▶ _INSTRUCTIONS TO FOLLOW_: Only the lines below starting at the one containing "filename checker/src/aggregate.rs" and ending at the one containing "the first occurrence" belong in the answer, each copied exactly.

Collected data
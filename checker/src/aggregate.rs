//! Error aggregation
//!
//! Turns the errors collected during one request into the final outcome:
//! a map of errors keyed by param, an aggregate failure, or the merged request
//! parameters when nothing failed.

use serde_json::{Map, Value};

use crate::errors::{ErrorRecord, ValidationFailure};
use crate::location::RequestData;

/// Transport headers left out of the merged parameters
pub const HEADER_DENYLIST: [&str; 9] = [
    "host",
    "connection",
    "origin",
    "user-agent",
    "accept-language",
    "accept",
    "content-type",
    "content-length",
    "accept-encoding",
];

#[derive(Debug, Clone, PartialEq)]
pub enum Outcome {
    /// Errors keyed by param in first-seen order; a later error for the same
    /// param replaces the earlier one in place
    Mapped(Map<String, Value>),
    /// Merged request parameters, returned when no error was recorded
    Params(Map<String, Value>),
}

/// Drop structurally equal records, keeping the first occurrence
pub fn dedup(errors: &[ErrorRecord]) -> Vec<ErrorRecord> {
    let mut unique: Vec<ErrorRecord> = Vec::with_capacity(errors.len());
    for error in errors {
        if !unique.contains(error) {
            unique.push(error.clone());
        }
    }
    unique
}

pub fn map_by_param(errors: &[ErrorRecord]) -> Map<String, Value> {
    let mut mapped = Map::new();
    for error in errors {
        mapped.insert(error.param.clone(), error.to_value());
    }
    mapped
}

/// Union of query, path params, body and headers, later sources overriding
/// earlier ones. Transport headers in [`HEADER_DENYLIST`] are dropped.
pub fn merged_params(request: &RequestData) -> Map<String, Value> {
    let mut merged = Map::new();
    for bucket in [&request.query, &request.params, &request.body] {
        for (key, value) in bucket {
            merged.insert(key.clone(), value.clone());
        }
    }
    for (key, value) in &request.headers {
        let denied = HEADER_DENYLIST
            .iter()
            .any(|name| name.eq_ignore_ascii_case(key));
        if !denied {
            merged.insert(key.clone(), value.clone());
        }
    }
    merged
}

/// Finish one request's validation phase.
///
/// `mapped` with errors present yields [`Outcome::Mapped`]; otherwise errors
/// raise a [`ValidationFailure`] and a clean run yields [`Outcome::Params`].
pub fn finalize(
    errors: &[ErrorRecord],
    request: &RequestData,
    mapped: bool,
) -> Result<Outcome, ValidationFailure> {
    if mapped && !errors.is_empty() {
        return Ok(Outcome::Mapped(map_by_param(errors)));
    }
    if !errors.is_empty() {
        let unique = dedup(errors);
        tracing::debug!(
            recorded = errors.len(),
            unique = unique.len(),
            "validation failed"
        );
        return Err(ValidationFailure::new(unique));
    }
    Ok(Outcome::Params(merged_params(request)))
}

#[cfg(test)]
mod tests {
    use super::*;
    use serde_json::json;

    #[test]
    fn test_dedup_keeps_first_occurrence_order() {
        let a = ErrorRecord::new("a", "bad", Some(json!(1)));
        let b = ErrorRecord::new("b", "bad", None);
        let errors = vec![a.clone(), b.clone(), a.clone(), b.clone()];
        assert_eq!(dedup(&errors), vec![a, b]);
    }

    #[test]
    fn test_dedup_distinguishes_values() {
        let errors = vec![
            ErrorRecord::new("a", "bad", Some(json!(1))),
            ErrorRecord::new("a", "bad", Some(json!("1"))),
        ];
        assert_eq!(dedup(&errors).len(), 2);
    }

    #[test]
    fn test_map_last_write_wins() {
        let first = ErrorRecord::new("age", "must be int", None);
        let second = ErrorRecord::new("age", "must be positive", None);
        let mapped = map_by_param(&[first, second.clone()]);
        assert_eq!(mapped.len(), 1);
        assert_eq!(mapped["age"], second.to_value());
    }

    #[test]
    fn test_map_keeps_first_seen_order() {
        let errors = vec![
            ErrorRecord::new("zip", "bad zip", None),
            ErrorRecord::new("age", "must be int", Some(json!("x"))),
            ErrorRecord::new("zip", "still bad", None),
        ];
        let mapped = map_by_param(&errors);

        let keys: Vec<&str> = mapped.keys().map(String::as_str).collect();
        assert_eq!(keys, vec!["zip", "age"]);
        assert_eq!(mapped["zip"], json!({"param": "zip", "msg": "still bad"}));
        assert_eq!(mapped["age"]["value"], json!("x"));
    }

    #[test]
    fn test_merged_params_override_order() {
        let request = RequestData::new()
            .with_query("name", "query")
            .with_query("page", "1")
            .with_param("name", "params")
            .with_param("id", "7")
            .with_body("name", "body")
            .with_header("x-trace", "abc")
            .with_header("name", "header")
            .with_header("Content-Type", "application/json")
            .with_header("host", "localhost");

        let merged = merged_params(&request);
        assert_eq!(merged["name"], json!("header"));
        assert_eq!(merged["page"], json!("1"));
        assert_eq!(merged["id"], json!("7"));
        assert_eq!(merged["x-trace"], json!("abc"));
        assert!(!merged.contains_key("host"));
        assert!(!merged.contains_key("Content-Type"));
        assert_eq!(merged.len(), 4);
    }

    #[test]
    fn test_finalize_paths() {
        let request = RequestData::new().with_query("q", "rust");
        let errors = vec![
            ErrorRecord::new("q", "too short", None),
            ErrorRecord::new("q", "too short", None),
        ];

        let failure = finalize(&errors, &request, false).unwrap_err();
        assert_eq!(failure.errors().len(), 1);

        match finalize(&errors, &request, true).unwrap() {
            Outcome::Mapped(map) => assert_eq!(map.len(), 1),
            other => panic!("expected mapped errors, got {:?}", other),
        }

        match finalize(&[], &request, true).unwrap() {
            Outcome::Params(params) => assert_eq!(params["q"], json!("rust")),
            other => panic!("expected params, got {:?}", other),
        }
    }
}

--

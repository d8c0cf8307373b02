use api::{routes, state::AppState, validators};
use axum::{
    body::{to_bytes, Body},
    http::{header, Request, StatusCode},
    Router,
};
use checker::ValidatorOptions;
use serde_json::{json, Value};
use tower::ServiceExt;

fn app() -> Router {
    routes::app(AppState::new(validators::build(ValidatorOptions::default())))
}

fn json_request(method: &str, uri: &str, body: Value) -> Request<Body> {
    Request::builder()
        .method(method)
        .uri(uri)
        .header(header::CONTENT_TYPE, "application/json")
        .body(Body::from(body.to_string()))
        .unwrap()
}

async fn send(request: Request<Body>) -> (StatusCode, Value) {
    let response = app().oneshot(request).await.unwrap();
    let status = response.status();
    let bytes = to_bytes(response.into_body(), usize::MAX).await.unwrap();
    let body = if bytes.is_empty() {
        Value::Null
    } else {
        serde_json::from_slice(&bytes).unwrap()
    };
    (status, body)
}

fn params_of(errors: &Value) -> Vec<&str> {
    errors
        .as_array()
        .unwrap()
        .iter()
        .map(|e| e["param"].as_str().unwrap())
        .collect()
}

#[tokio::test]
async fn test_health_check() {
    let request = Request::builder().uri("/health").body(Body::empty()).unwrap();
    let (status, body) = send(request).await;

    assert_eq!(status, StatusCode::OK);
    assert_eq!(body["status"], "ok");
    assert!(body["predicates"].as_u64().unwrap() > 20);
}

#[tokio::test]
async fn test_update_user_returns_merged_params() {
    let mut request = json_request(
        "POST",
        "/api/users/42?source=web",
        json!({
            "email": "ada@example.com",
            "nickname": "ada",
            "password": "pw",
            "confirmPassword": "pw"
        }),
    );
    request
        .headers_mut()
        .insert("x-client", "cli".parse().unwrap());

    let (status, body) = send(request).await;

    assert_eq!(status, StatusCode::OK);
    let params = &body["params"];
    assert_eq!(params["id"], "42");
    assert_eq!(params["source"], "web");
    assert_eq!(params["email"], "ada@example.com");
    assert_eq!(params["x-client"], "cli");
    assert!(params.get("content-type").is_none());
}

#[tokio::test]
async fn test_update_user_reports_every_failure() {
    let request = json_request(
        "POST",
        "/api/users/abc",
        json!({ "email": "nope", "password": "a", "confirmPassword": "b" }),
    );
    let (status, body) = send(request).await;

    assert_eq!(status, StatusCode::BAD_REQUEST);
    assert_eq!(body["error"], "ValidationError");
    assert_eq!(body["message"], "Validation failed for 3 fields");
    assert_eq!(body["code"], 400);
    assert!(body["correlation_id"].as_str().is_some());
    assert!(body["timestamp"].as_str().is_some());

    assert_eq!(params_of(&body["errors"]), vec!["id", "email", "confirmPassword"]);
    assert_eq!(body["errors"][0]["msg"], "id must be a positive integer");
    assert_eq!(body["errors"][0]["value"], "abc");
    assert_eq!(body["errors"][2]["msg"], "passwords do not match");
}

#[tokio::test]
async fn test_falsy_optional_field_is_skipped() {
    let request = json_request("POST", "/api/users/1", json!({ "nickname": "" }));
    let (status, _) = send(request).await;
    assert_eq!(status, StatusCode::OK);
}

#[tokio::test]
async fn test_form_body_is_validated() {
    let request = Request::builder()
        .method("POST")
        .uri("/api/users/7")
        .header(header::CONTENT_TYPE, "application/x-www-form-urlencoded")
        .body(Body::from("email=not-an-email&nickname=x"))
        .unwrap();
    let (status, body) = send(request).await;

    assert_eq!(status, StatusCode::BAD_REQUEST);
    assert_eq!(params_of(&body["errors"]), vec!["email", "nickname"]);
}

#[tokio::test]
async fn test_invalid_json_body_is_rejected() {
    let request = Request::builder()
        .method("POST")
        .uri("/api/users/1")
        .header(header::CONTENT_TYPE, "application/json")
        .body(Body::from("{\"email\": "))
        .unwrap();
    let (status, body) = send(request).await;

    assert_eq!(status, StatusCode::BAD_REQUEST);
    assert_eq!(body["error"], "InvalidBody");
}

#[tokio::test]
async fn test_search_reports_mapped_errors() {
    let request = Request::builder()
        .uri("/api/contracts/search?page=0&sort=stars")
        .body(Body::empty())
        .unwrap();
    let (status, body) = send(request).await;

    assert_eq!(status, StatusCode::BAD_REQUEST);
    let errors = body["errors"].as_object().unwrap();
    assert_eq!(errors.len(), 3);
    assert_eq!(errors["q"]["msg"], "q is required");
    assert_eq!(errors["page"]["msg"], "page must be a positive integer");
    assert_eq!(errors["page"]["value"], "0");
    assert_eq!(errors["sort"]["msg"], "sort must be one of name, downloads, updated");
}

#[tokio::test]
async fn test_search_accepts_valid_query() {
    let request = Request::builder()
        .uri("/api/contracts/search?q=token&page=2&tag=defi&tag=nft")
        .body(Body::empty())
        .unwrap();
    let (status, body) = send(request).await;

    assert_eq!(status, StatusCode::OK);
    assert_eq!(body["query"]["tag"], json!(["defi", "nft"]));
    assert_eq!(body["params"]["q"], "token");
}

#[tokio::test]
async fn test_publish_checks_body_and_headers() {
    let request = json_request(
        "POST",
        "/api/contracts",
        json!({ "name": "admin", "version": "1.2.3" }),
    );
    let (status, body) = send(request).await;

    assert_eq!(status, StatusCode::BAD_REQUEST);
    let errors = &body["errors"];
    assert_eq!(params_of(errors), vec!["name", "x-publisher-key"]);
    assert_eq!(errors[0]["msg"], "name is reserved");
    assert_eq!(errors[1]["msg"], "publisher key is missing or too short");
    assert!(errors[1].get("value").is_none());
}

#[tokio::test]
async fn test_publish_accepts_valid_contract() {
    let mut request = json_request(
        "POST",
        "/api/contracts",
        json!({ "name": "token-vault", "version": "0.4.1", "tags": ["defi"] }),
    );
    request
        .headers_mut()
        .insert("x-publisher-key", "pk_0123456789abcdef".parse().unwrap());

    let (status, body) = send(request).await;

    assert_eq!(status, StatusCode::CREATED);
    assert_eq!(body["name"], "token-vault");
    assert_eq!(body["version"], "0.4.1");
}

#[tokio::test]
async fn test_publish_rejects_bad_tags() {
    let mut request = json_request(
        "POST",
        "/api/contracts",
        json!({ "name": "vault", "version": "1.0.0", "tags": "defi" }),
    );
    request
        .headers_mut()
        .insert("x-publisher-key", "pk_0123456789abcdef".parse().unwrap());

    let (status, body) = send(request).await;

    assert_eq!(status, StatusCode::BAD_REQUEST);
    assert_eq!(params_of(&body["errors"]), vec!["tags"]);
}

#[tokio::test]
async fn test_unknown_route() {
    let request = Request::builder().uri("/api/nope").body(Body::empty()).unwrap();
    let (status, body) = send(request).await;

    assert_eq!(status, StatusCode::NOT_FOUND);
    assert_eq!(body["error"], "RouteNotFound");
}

--

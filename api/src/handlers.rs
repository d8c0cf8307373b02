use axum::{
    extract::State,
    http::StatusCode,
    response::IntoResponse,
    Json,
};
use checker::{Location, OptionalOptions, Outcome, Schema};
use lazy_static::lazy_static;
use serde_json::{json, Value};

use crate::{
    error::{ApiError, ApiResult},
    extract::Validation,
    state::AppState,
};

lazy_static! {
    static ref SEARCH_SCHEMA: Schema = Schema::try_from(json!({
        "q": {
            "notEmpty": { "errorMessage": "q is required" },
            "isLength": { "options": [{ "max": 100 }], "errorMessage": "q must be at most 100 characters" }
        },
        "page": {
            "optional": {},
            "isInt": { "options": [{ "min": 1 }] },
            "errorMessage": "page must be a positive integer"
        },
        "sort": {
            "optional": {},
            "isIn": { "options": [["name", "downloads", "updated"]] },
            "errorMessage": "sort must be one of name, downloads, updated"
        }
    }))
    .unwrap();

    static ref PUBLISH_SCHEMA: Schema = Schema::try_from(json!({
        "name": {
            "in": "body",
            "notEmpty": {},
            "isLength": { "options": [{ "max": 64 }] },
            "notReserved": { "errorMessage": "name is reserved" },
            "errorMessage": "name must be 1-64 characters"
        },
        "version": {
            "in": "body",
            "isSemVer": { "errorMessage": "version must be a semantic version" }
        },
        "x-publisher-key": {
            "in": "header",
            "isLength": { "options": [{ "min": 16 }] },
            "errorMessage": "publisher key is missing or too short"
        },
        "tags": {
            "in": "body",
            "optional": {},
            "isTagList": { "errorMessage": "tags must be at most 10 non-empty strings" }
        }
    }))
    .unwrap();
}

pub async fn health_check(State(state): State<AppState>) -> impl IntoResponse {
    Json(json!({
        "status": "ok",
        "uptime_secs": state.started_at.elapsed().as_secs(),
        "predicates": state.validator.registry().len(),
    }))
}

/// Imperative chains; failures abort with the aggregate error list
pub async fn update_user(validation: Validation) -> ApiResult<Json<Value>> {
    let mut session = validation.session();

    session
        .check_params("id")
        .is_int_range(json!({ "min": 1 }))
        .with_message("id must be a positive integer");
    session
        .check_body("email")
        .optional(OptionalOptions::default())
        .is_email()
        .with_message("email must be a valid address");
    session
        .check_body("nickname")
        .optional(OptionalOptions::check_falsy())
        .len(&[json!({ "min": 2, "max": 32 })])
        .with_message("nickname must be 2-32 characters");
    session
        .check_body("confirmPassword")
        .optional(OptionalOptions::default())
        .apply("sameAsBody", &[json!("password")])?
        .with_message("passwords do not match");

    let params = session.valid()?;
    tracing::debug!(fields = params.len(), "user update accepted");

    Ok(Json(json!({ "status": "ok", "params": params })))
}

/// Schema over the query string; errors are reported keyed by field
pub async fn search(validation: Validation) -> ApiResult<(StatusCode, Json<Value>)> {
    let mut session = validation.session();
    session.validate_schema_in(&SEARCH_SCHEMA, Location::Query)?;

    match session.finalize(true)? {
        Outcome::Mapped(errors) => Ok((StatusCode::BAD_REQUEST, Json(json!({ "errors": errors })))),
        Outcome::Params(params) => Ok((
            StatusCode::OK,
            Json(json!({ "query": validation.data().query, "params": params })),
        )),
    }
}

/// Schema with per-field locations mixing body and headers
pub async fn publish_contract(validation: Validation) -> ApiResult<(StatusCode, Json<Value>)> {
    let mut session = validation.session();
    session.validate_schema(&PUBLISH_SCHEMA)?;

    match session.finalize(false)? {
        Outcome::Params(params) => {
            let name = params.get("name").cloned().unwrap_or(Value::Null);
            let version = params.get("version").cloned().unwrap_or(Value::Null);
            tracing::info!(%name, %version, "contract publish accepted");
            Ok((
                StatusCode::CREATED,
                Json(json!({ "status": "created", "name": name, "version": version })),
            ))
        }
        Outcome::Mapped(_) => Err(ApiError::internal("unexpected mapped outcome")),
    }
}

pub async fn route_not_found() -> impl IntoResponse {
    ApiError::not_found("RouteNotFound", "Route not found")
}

▶ _EXPECTED OUTPUT_:
filename checker/src/aggregate.rs
//! Error aggregation
//!
//! Turns the errors collected during one request into the final outcome:
//! a map of errors keyed by param, an aggregate failure, or the merged request
//! parameters when nothing failed.

use serde_json::{Map, Value};

use crate::errors::{ErrorRecord, ValidationFailure};
use crate::location::RequestData;

/// Transport headers left out of the merged parameters
pub const HEADER_DENYLIST: [&str; 9] = [
    "host",
    "connection",
    "origin",
    "user-agent",
    "accept-language",
    "accept",
    "content-type",
    "content-length",
    "accept-encoding",
];

#[derive(Debug, Clone, PartialEq)]
pub enum Outcome {
    /// Errors keyed by param in first-seen order; a later error for the same
    /// param replaces the earlier one in place
    Mapped(Map<String, Value>),
    /// Merged request parameters, returned when no error was recorded
    Params(Map<String, Value>),
}

/// Drop structurally equal records, keeping the first occurrence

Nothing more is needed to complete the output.